³ School of Materials Science and Engineering, Dongguan University of Technology, Dongguan, 523808, China.
⁴ Department of Materials Science and Engineering, Southern University of Science and Technology China, Shenzhen, China.
⁵ State Key Laboratory for Mesoscopic Physics, Frontiers Science Center for Nano-optoelectronics, School of Physics, Peking University, Beijing, China.
⁶ Department of Physics, University of Science and Technology of China, Hefei 230026, China.

PMID: 36367106
DOI: 10.1039/d2nr05136b

Abstract

Inversion symmetry breaking plays a critical role in the formation of magnetic skyrmions.
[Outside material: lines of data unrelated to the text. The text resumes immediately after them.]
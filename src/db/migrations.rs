// src/db/migrations.rs
//
// Cache schema initialization and migrations
//
// PRINCIPLES:
// - Explicit schema versions
// - No automatic migrations
// - Clear error messages
// - Idempotent operations

use crate::error::{AppError, AppResult};
use rusqlite::Connection;

/// Current schema version
/// Increment this when adding migrations
const CURRENT_SCHEMA_VERSION: i32 = 1;

/// Initialize the cache schema
///
/// This function:
/// 1. Checks current schema version
/// 2. Applies necessary migrations
/// 3. Updates version tracking
///
/// Safe to call multiple times (idempotent).
pub fn initialize_database(conn: &Connection) -> AppResult<()> {
    let current_version = get_schema_version(conn)?;

    if current_version == 0 {
        // Fresh database - apply initial schema
        apply_initial_schema(conn)?;
        set_schema_version(conn, 1)?;
    } else if current_version < CURRENT_SCHEMA_VERSION {
        // Future: apply incremental migrations here
        // For now, we only have version 1
        return Err(AppError::Other(format!(
            "Schema version {} is outdated. Expected {}. Manual migration required.",
            current_version, CURRENT_SCHEMA_VERSION
        )));
    } else if current_version > CURRENT_SCHEMA_VERSION {
        return Err(AppError::Other(format!(
            "Schema version {} is newer than supported {}. Update the application.",
            current_version, CURRENT_SCHEMA_VERSION
        )));
    }

    Ok(())
}

/// Get current schema version
/// Returns 0 if schema_version table doesn't exist (fresh database)
fn get_schema_version(conn: &Connection) -> AppResult<i32> {
    let table_exists: bool = conn
        .query_row(
            "SELECT EXISTS(SELECT 1 FROM sqlite_master WHERE type='table' AND name='schema_version')",
            [],
            |row| row.get(0),
        )
        .map_err(AppError::Database)?;

    if !table_exists {
        return Ok(0);
    }

    let version: Option<i32> = conn
        .query_row("SELECT MAX(version) FROM schema_version", [], |row| {
            row.get(0)
        })
        .map_err(AppError::Database)?;

    Ok(version.unwrap_or(0))
}

/// Set schema version
fn set_schema_version(conn: &Connection, version: i32) -> AppResult<()> {
    conn.execute(
        "INSERT OR IGNORE INTO schema_version (version, applied_at) VALUES (?1, datetime('now'))",
        [version],
    )
    .map_err(AppError::Database)?;

    Ok(())
}

/// Apply initial schema (version 1)
fn apply_initial_schema(conn: &Connection) -> AppResult<()> {
    let schema = include_str!("../../schema.sql");

    conn.execute_batch(schema)
        .map_err(|e| AppError::Other(format!("Failed to apply initial schema: {}", e)))?;

    Ok(())
}

/// Verify database integrity
///
/// Runs SQLite's integrity check. Should be called periodically.
pub fn verify_database_integrity(conn: &Connection) -> AppResult<()> {
    let result: String = conn
        .query_row("PRAGMA integrity_check", [], |row| row.get(0))
        .map_err(AppError::Database)?;

    if result != "ok" {
        return Err(AppError::Other(format!(
            "Database integrity check failed: {}",
            result
        )));
    }

    Ok(())
}

/// Get cache statistics
///
/// Returns useful info for debugging
pub fn get_cache_stats(conn: &Connection) -> AppResult<CacheStats> {
    let page_count: i64 = conn
        .query_row("PRAGMA page_count", [], |row| row.get(0))
        .map_err(AppError::Database)?;

    let page_size: i64 = conn
        .query_row("PRAGMA page_size", [], |row| row.get(0))
        .map_err(AppError::Database)?;

    let size_bytes = page_count * page_size;

    let user_count: i64 = conn
        .query_row("SELECT COUNT(*) FROM users", [], |row| row.get(0))
        .unwrap_or(0);

    let story_count: i64 = conn
        .query_row("SELECT COUNT(*) FROM stories", [], |row| row.get(0))
        .unwrap_or(0);

    let chapter_count: i64 = conn
        .query_row("SELECT COUNT(*) FROM chapters", [], |row| row.get(0))
        .unwrap_or(0);

    Ok(CacheStats {
        size_bytes,
        page_count,
        page_size,
        user_count,
        story_count,
        chapter_count,
    })
}

/// Cache statistics
#[derive(Debug)]
pub struct CacheStats {
    pub size_bytes: i64,
    pub page_count: i64,
    pub page_size: i64,
    pub user_count: i64,
    pub story_count: i64,
    pub chapter_count: i64,
}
Therefore, for the application of skyrmion-based devices, it is important to develop novel engineering techniques and explore new non-centrosymmetric lattices. In this paper, we report the rational synthesis of stable γ-phase MnS_1-xSe_x (0 ≤ x ≤ 0.45) nanoflakes with an asymmetric distribution of the elemental content, which persists on inversion symmetry breaking. The temperature dependence of resonant second-harmonic generation characterization reveals that a non-centrosymmetric crystal structure exists in our as-grown γ-phase MnS_1-xSe_x with spatial-inversion symmetry breaking. By tuning the parameters of nucleation temperature and growth time, we produced a detailed growth phase diagram, revealing a controllable as-grown structure evolution from γ-phase wurtzite-type to α-phase rock-salt type structure of MnS_1-xSe_x nanoflakes. Our work provides a new playground to explore novel materials that have broken inversion symmetry.